** Records supplied follows **

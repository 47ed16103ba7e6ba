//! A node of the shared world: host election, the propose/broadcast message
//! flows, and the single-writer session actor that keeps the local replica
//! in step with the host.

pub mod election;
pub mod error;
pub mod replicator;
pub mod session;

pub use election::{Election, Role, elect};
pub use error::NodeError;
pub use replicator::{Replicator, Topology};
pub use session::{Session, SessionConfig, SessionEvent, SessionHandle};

** End of Records supplied **
** Records supplied follows **

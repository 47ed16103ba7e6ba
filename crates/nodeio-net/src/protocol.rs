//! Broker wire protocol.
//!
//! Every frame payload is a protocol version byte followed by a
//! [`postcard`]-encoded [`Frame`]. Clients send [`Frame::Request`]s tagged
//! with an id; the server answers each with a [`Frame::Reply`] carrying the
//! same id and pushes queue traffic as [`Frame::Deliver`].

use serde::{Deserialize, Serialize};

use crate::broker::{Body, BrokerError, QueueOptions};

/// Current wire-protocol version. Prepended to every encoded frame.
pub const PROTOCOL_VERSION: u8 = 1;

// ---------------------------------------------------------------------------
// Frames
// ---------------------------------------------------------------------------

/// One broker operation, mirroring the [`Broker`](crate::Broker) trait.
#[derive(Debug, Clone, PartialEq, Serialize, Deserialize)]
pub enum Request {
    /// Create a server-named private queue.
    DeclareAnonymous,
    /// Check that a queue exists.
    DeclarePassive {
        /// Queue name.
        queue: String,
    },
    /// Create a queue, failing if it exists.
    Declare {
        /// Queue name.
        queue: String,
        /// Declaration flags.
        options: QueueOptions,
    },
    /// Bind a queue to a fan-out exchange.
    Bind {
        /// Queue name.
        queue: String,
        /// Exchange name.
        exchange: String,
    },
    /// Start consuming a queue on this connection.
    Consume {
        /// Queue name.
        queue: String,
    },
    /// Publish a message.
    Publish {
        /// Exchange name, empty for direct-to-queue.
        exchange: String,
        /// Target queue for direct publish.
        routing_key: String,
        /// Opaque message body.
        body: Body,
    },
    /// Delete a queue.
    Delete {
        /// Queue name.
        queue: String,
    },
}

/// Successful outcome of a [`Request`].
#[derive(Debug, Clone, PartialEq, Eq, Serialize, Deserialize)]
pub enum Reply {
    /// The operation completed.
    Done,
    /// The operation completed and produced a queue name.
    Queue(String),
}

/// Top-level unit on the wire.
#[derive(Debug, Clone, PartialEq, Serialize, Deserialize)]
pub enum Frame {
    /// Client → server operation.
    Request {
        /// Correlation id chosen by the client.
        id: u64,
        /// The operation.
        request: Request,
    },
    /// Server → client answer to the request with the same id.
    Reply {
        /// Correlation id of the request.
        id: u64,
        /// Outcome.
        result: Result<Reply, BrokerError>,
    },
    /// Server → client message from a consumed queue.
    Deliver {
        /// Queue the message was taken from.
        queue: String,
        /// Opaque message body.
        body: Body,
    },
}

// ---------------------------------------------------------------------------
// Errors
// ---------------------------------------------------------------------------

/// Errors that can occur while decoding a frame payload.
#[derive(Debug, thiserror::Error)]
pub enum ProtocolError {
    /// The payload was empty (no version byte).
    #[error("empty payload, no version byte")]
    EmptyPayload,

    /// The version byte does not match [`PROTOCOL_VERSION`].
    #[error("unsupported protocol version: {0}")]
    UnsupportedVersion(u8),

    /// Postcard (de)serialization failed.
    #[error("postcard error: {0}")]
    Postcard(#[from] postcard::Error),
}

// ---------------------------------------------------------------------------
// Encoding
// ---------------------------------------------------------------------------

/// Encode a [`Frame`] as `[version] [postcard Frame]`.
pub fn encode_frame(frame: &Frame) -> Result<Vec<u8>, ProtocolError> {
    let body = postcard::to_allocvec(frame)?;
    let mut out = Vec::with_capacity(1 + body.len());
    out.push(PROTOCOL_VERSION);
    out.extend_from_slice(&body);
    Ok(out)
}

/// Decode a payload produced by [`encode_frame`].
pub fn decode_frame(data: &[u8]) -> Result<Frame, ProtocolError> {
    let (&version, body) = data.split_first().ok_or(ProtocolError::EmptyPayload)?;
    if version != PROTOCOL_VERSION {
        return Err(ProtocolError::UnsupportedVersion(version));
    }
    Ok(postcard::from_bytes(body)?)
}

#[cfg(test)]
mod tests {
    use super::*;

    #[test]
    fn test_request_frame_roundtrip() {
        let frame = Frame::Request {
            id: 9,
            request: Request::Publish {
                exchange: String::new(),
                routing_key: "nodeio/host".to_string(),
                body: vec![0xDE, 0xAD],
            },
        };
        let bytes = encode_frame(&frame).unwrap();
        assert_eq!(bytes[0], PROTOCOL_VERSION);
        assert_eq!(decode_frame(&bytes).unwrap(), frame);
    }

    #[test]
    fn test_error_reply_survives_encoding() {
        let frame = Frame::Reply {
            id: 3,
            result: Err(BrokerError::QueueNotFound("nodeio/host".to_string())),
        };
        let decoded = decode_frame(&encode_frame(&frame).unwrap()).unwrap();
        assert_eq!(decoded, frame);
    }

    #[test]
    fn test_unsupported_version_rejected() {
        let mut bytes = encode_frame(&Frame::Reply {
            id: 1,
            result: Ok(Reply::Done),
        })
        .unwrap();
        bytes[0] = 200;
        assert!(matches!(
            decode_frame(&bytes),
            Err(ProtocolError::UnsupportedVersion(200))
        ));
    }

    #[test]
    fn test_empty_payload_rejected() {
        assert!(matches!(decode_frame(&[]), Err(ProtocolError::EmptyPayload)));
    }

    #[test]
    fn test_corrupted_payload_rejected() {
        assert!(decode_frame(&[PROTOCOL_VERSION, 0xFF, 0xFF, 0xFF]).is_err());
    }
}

** End of Records supplied **
** Records supplied follows **

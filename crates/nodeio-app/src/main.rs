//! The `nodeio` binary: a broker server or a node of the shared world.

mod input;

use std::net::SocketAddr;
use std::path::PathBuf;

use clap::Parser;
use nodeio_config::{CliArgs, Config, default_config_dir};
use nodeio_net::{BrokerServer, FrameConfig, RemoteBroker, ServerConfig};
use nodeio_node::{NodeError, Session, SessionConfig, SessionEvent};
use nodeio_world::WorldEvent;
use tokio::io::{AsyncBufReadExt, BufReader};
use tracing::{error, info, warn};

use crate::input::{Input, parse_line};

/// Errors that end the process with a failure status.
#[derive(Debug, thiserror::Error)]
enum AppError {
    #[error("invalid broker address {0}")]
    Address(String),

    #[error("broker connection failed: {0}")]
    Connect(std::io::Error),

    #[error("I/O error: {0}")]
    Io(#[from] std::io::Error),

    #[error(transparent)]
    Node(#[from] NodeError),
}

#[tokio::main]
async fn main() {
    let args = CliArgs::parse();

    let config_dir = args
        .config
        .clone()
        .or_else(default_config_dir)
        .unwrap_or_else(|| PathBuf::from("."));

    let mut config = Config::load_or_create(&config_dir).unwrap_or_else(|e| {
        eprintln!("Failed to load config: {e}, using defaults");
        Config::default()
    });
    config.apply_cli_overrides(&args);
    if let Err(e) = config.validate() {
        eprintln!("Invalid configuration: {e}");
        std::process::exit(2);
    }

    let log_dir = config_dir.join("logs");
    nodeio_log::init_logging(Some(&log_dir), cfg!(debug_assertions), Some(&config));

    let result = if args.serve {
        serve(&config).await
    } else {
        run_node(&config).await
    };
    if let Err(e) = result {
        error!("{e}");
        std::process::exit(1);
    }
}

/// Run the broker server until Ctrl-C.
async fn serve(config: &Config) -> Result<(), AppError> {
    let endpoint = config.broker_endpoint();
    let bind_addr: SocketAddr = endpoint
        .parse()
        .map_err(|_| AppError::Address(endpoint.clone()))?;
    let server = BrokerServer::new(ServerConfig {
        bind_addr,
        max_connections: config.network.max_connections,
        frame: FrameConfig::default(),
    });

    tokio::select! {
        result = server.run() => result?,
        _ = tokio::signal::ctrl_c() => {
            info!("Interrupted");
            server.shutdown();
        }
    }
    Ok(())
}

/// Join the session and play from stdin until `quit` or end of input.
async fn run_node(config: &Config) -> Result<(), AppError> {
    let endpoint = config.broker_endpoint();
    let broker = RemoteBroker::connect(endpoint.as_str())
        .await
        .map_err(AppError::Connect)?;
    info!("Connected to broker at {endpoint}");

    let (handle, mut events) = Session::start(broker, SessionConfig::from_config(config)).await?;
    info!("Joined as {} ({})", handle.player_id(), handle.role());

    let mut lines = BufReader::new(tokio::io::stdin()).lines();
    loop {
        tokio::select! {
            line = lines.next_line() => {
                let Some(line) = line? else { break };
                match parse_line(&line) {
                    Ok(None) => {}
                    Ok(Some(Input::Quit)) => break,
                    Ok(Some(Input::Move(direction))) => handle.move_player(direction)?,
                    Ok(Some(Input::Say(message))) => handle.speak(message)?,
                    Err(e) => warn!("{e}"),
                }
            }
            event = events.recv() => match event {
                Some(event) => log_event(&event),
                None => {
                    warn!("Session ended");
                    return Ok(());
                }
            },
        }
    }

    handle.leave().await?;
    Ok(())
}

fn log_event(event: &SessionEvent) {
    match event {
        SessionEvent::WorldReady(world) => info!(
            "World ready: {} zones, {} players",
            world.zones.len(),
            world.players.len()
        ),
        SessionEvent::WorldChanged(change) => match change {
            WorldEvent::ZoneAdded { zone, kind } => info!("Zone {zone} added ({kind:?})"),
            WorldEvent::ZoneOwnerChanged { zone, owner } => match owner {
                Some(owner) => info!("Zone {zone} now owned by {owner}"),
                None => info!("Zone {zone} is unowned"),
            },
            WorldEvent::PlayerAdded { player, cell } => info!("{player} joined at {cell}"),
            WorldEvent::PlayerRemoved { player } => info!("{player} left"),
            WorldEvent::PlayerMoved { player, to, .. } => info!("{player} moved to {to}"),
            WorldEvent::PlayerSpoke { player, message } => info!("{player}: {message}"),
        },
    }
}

** End of Records supplied **

*What you have to do*: All lines of the data that hold "shared" need to be copied.

*Task solution*:
//! A node of the shared world: host election, the propose/broadcast message
//! The `nodeio` binary: a broker server or a node of the shared world.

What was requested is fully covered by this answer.